ASSIGNMENT:
Please return the lines below verbatim, beginning at the one that has "let state = AppState::for_tests();" and stopping after the one that has "pub fn new(status: StatusCode, message: impl", and add no other lines.

Collected data:
-=-=-=-=-
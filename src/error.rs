//! Error taxonomy.
//!
//! Fatal failures abort the running update and surface through the entry
//! point's return value; row-level trouble is reported through the
//! [`Reporter`](crate::reporter::Reporter) instead and never reaches here.

use thiserror::Error;

/// Fatal failure of a cache update.
///
/// Any of these aborts the invocation: the in-progress transaction is rolled
/// back and the cache file is removed so the next run rebuilds from scratch.
#[derive(Error, Debug)]
pub enum CacheError {
    #[error("XML parse error: {0}")]
    Parse(#[from] ParseError),

    #[error("SQLite error: {0}")]
    Database(#[from] rusqlite::Error),

    #[error("IO error: {0}")]
    Io(#[from] std::io::Error),
}

/// Fatal failure inside the XML layer.
#[derive(Error, Debug)]
pub enum ParseError {
    #[error("malformed XML: {0}")]
    Xml(#[from] quick_xml::Error),

    #[error("malformed attribute: {0}")]
    Attr(#[from] quick_xml::events::attributes::AttrError),

    #[error("invalid escape sequence: {0}")]
    Escape(#[from] quick_xml::escape::EscapeError),
}
//! Reporter trait for host callbacks.
//!
//! The engine reports log lines and ingest progress without being coupled to
//! the embedder's UI or logging setup. Hosts implement [`Reporter`]; anything
//! they need alongside the callbacks (a progress-bar handle, a foreign
//! callback token) lives in the implementor itself.

/// Severity of an engine log line.
#[derive(Debug, Clone, Copy, PartialEq, Eq)]
pub enum LogLevel {
    Error,
    Warning,
    Info,
    Debug,
}

impl LogLevel {
    /// Integer encoding used by hosts bridging to foreign callback
    /// conventions: -1 error, 0 warning, 1 info, 2 debug.
    pub fn as_i32(self) -> i32 {
        match self {
            Self::Error => -1,
            Self::Warning => 0,
            Self::Info => 1,
            Self::Debug => 2,
        }
    }
}

/// Host-side sinks for log lines and progress ticks.
///
/// Both methods default to no-ops so an embedder can implement only what it
/// cares about. Callbacks run synchronously on the updating thread and must
/// not block.
pub trait Reporter {
    /// A log line from the engine.
    fn log(&self, _level: LogLevel, _message: &str) {}

    /// Ingest progress: `seen` packages emitted so far out of `expected`
    /// (the root element's `packages` attribute). Only invoked when the
    /// document announced a package count.
    fn progress(&self, _seen: u32, _expected: u32) {}
}

/// Default reporter: forwards log lines to `tracing`, drops progress.
#[derive(Debug, Default, Clone, Copy)]
pub struct TracingReporter;

impl Reporter for TracingReporter {
    fn log(&self, level: LogLevel, message: &str) {
        match level {
            LogLevel::Error => tracing::error!("{message}"),
            LogLevel::Warning => tracing::warn!("{message}"),
            LogLevel::Info => tracing::info!("{message}"),
            LogLevel::Debug => tracing::debug!("{message}"),
        }
    }
}

#[cfg(test)]
mod tests {
    use super::*;

    #[test]
    fn level_encoding() {
        assert_eq!(LogLevel::Error.as_i32(), -1);
        assert_eq!(LogLevel::Warning.as_i32(), 0);
        assert_eq!(LogLevel::Info.as_i32(), 1);
        assert_eq!(LogLevel::Debug.as_i32(), 2);
    }
}
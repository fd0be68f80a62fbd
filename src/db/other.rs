//! Other schema: changelog history per package.

use rusqlite::{Connection, Statement, params};

use crate::package::Package;
use crate::reporter::{LogLevel, Reporter};

pub(crate) fn create_tables(conn: &Connection) -> rusqlite::Result<()> {
    conn.execute_batch(
        "
        CREATE TABLE packages (
            pkgKey INTEGER PRIMARY KEY,
            pkgId TEXT
        );

        CREATE TABLE changelog (
            pkgKey INTEGER,
            author TEXT,
            date INTEGER,
            changelog TEXT
        );

        CREATE TRIGGER remove_changelogs AFTER DELETE ON packages
        BEGIN
            DELETE FROM changelog WHERE pkgKey = old.pkgKey;
        END;
        ",
    )
}

pub(crate) fn create_indexes(conn: &Connection) -> rusqlite::Result<()> {
    conn.execute_batch(
        "
        CREATE INDEX IF NOT EXISTS keychange ON changelog (pkgKey);
        CREATE INDEX IF NOT EXISTS pkgId ON packages (pkgId);
        ",
    )
}

/// Prepared insert statements for one other-schema ingest.
pub(crate) struct OtherWriter<'conn> {
    package: Statement<'conn>,
    changelog: Statement<'conn>,
}

impl<'conn> OtherWriter<'conn> {
    pub(crate) fn prepare(conn: &'conn Connection) -> rusqlite::Result<Self> {
        Ok(Self {
            package: conn.prepare("INSERT INTO packages (pkgId) VALUES (?)")?,
            changelog: conn.prepare(
                "INSERT INTO changelog (pkgKey, author, date, changelog) VALUES (?, ?, ?, ?)",
            )?,
        })
    }

    /// Writes the package row and its changelog rows in source order
    /// (earliest entry first, as the parser delivers them).
    pub(crate) fn write(
        &mut self,
        conn: &Connection,
        package: &mut Package,
        reporter: &dyn Reporter,
    ) -> rusqlite::Result<()> {
        self.package.execute(params![package.pkg_id()])?;
        package.pkg_key = conn.last_insert_rowid();

        for entry in &package.changelogs {
            let result = self.changelog.execute(params![
                package.pkg_key,
                package.opt_text(entry.author),
                entry.date,
                package.opt_text(entry.text),
            ]);
            if let Err(e) = result {
                reporter.log(LogLevel::Error, &format!("error adding changelog to SQL: {e}"));
            }
        }

        Ok(())
    }
}
// SPDX-License-Identifier: AGPL-3.0-or-later
//
// Copyright (C) 2026 Auth Server Contributors

//! OAuth 2.1 wire types and stored entities.

use chrono::{DateTime, Utc};
use serde::{Deserialize, Serialize};
use utoipa::{IntoParams, ToSchema};

/// Query parameters for `GET /authorize`.
///
/// Every field defaults to empty so that a missing parameter produces an
/// OAuth `invalid_request` error instead of an extractor rejection.
#[derive(Debug, Clone, Default, Deserialize, IntoParams)]
pub struct AuthorizeParams {
    #[serde(default)]
    pub response_type: String,
    #[serde(default)]
    pub client_id: String,
    #[serde(default)]
    pub redirect_uri: String,
    #[serde(default)]
    pub scope: String,
    #[serde(default)]
    pub state: Option<String>,
    #[serde(default)]
    pub code_challenge: String,
    #[serde(default)]
    pub code_challenge_method: String,
    /// OIDC nonce, echoed into the ID token when the `openid` scope is
    /// granted.
    #[serde(default)]
    pub nonce: Option<String>,
}

/// A one-time authorization code bound to its PKCE challenge.
#[derive(Debug, Clone, Serialize, Deserialize)]
pub struct AuthorizationCode {
    pub code: String,
    pub client_id: String,
    pub redirect_uri: String,
    pub scope: String,
    pub state: Option<String>,
    pub code_challenge: String,
    pub code_challenge_method: String,
    pub nonce: Option<String>,
    /// End-user identity the code was issued for.
    pub subject: String,
    pub issued_at: DateTime<Utc>,
    pub expires_at: DateTime<Utc>,
    /// Set when the code is taken from the store; a consumed code is
    /// never redeemable again.
    pub consumed: bool,
}

impl AuthorizationCode {
    pub fn is_expired(&self, now: DateTime<Utc>) -> bool {
        now > self.expires_at
    }
}

/// A long-lived refresh token with revocation support.
#[derive(Debug, Clone, Serialize, Deserialize)]
pub struct RefreshToken {
    pub token: String,
    /// Subject (user or service identity) the token was issued for.
    pub subject: String,
    pub client_id: String,
    pub scope: String,
    pub issued_at: DateTime<Utc>,
    pub expires_at: DateTime<Utc>,
    pub revoked: bool,
}

impl RefreshToken {
    pub fn is_expired(&self, now: DateTime<Utc>) -> bool {
        now > self.expires_at
    }
}

/// Form body for `POST /token`, covering both grant types.
#[derive(Debug, Clone, Default, Deserialize, ToSchema)]
pub struct TokenForm {
    #[serde(default)]
    pub grant_type: String,
    #[serde(default)]
    pub code: String,
    #[serde(default)]
    pub redirect_uri: String,
    #[serde(default)]
    pub client_id: String,
    #[serde(default)]
    pub code_verifier: String,
    #[serde(default)]
    pub refresh_token: String,
}

/// Successful `POST /token` response per RFC 6749 §5.1.
#[derive(Debug, Clone, Serialize, Deserialize, ToSchema)]
pub struct TokenResponse {
    pub access_token: String,
    pub token_type: String,
    pub expires_in: i64,
    #[serde(skip_serializing_if = "Option::is_none")]
    pub refresh_token: Option<String>,
    #[serde(skip_serializing_if = "Option::is_none")]
    pub scope: Option<String>,
    #[serde(skip_serializing_if = "Option::is_none")]
    pub id_token: Option<String>,
}

/// OAuth error body per RFC 6749 §5.2.
#[derive(Debug, Clone, Serialize, Deserialize, ToSchema)]
pub struct OAuthError {
    pub error: String,
    #[serde(skip_serializing_if = "Option::is_none")]
    pub error_description: Option<String>,
    #[serde(skip_serializing_if = "Option::is_none")]
    pub state: Option<String>,
}

impl OAuthError {
    pub fn new(error: &str, description: &str) -> Self {
        Self {
            error: error.to_string(),
            error_description: Some(description.to_string()),
            state: None,
        }
    }

    pub fn with_state(mut self, state: Option<String>) -> Self {
        self.state = state;
        self
    }

    pub fn invalid_request(description: &str) -> Self {
        Self::new("invalid_request", description)
    }

    pub fn invalid_client(description: &str) -> Self {
        Self::new("invalid_client", description)
    }

    /// The uniform error for every security-sensitive redemption failure:
    /// unknown, expired or reused codes, PKCE mismatches, binding
    /// mismatches. No distinguishing detail is exposed.
    pub fn invalid_grant() -> Self {
        Self::new("invalid_grant", "The provided grant is invalid")
    }

    pub fn invalid_scope(description: &str) -> Self {
        Self::new("invalid_scope", description)
    }

    pub fn unsupported_response_type(description: &str) -> Self {
        Self::new("unsupported_response_type", description)
    }

    pub fn unsupported_grant_type(description: &str) -> Self {
        Self::new("unsupported_grant_type", description)
    }

    /// Infrastructure failure surfaced to the client; eligible for retry.
    pub fn server_error() -> Self {
        Self::new("server_error", "The authorization server is unavailable")
    }
}

/// Form body for `POST /introspect` per RFC 7662.
#[derive(Debug, Clone, Default, Deserialize, ToSchema)]
pub struct IntrospectionForm {
    #[serde(default)]
    pub token: String,
    #[serde(default)]
    pub token_type_hint: Option<String>,
}

/// `POST /introspect` response. Inactive tokens carry nothing beyond
/// `active: false`.
#[derive(Debug, Clone, Default, Serialize, Deserialize, ToSchema)]
pub struct IntrospectionResponse {
    pub active: bool,
    #[serde(skip_serializing_if = "Option::is_none")]
    pub client_id: Option<String>,
    #[serde(skip_serializing_if = "Option::is_none")]
    pub username: Option<String>,
    #[serde(skip_serializing_if = "Option::is_none")]
    pub scope: Option<String>,
    #[serde(skip_serializing_if = "Option::is_none")]
    pub token_type: Option<String>,
    #[serde(skip_serializing_if = "Option::is_none")]
    pub exp: Option<i64>,
    #[serde(skip_serializing_if = "Option::is_none")]
    pub iat: Option<i64>,
    #[serde(skip_serializing_if = "Option::is_none")]
    pub nbf: Option<i64>,
    #[serde(skip_serializing_if = "Option::is_none")]
    pub sub: Option<String>,
    #[serde(skip_serializing_if = "Option::is_none")]
    pub aud: Option<String>,
    #[serde(skip_serializing_if = "Option::is_none")]
    pub iss: Option<String>,
    #[serde(skip_serializing_if = "Option::is_none")]
    pub jti: Option<String>,
}

impl IntrospectionResponse {
    pub fn inactive() -> Self {
        Self::default()
    }
}

/// A single published verification key (RFC 7517).
#[derive(Debug, Clone, Serialize, Deserialize, ToSchema)]
pub struct Jwk {
    pub kty: String,
    pub crv: String,
    pub kid: String,
    #[serde(rename = "use")]
    pub use_: String,
    pub alg: String,
    pub x: String,
    pub y: String,
}

/// JWK Set served at `/.well-known/jwks.json`.
#[derive(Debug, Clone, Serialize, Deserialize, ToSchema)]
pub struct JwkSet {
    pub keys: Vec<Jwk>,
}
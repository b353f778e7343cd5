// SPDX-License-Identifier: AGPL-3.0-or-later
//
// Copyright (C) 2026 Auth Server Contributors

use axum::extract::State;

use crate::state::AppState;

/// Prometheus exposition endpoint.
#[utoipa::path(
    get,
    path = "/metrics",
    tag = "Health",
    responses((status = 200, description = "Metrics in Prometheus text format"))
)]
pub async fn metrics(State(state): State<AppState>) -> String {
    state.metrics.render()
}

#[cfg(test)]
mod tests {
    use super::*;

    #[tokio::test]
    async fn render_does_not_panic_without_traffic() {
        let state = AppState::for_tests();
        let _ = metrics(State(state)).await;
    }
}
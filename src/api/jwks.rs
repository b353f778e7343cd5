// SPDX-License-Identifier: AGPL-3.0-or-later
//
// Copyright (C) 2026 Auth Server Contributors

use axum::{
    extract::State,
    http::header,
    response::{IntoResponse, Response},
    Json,
};

use crate::error::ApiError;
use crate::models::JwkSet;
use crate::state::AppState;

/// Published verification keys (RFC 7517).
///
/// Serves the current key plus every predecessor still valid for
/// verification, so tokens signed before a rotation keep verifying.
#[utoipa::path(
    get,
    path = "/.well-known/jwks.json",
    tag = "Keys",
    responses(
        (status = 200, description = "Current JWK Set", body = JwkSet),
        (status = 503, description = "Key material unavailable")
    )
)]
pub async fn jwks(State(state): State<AppState>) -> Result<Response, ApiError> {
    match state.tokens.jwks().await {
        Ok(set) => Ok((
            [(header::CACHE_CONTROL, "public, max-age=3600")],
            Json(set),
        )
            .into_response()),
        Err(err) => {
            tracing::warn!(error = %err, "jwks unavailable");
            Err(ApiError::unavailable("Key material unavailable"))
        }
    }
}
// SPDX-License-Identifier: AGPL-3.0-or-later
//
// Copyright (C) 2026 Auth Server Contributors

use axum::{
    http::StatusCode,
    response::{IntoResponse, Response},
    Json,
};
use serde::Serialize;

/// Non-OAuth API error (introspection auth, infrastructure failures).
///
/// OAuth protocol errors use [`crate::models::OAuthError`] bodies
/// instead; this type covers everything outside RFC 6749 error framing.
#[derive(Debug)]
pub struct ApiError {
    pub status: StatusCode,
    pub message: String,
}

#[derive(Serialize)]
struct ErrorBody {
    error: String,
}

impl ApiError {
    pub fn new(status: StatusCode, message: impl Into<String>) -> Self {
        Self {
            status,
            message: message.into(),
        }
    }

    pub fn unauthorized(message: impl Into<String>) -> Self {
        Self::new(StatusCode::UNAUTHORIZED, message)
    }

    pub fn bad_request(message: impl Into<String>) -> Self {
        Self::new(StatusCode::BAD_REQUEST, message)
    }

    /// Transient infrastructure failure; callers may retry with backoff.
    pub fn unavailable(message: impl Into<String>) -> Self {
        Self::new(StatusCode::SERVICE_UNAVAILABLE, message)
    }
}

impl IntoResponse for ApiError {
    fn into_response(self) -> Response {
        let body = Json(ErrorBody {
            error: self.message,
        });
        (self.status, body).into_response()
    }
}

#[cfg(test)]
mod tests {
    use super::*;
    use axum::body::to_bytes;

    #[test]
    fn constructors_set_status_and_message() {
        let unauthorized = ApiError::unauthorized("no token");
        assert_eq!(unauthorized.status, StatusCode::UNAUTHORIZED);

        let unavailable = ApiError::unavailable("signing authority down");
        assert_eq!(unavailable.status, StatusCode::SERVICE_UNAVAILABLE);
    }

    #[tokio::test]
    async fn into_response_returns_json_body() {
        let response = ApiError::bad_request("bad data").into_response();
        assert_eq!(response.status(), StatusCode::BAD_REQUEST);

        let body_bytes = to_bytes(response.into_body(), usize::MAX).await.unwrap();
        let body = String::from_utf8(body_bytes.to_vec()).unwrap();
        assert_eq!(body, r#"{"error":"bad data"}"#);
    }
}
-=-=-=-=-
TASK SOLUTION:
        let state = AppState::for_tests();
        let _ = metrics(State(state)).await;
    }
}
filename src/api/jwks.rs
repository b353f778e7343cd5
// SPDX-License-Identifier: AGPL-3.0-or-later
//
// Copyright (C) 2026 Auth Server Contributors

use axum::{
    extract::State,
    http::header,
    response::{IntoResponse, Response},
    Json,
};

use crate::error::ApiError;
use crate::models::JwkSet;
use crate::state::AppState;

/// Published verification keys (RFC 7517).
///
/// Serves the current key plus every predecessor still valid for
/// verification, so tokens signed before a rotation keep verifying.
#[utoipa::path(
    get,
    path = "/.well-known/jwks.json",
    tag = "Keys",
    responses(
        (status = 200, description = "Current JWK Set", body = JwkSet),
        (status = 503, description = "Key material unavailable")
    )
)]
pub async fn jwks(State(state): State<AppState>) -> Result<Response, ApiError> {
    match state.tokens.jwks().await {
        Ok(set) => Ok((
            [(header::CACHE_CONTROL, "public, max-age=3600")],
            Json(set),
        )
            .into_response()),
        Err(err) => {
            tracing::warn!(error = %err, "jwks unavailable");
            Err(ApiError::unavailable("Key material unavailable"))
        }
    }
}
// SPDX-License-Identifier: AGPL-3.0-or-later
//
// Copyright (C) 2026 Auth Server Contributors

use axum::{
    http::StatusCode,
    response::{IntoResponse, Response},
    Json,
};
use serde::Serialize;

/// Non-OAuth API error (introspection auth, infrastructure failures).
///
/// OAuth protocol errors use [`crate::models::OAuthError`] bodies
/// instead; this type covers everything outside RFC 6749 error framing.
#[derive(Debug)]
pub struct ApiError {
    pub status: StatusCode,
    pub message: String,
}

#[derive(Serialize)]
struct ErrorBody {
    error: String,
}

impl ApiError {
    pub fn new(status: StatusCode, message: impl Into<String>) -> Self {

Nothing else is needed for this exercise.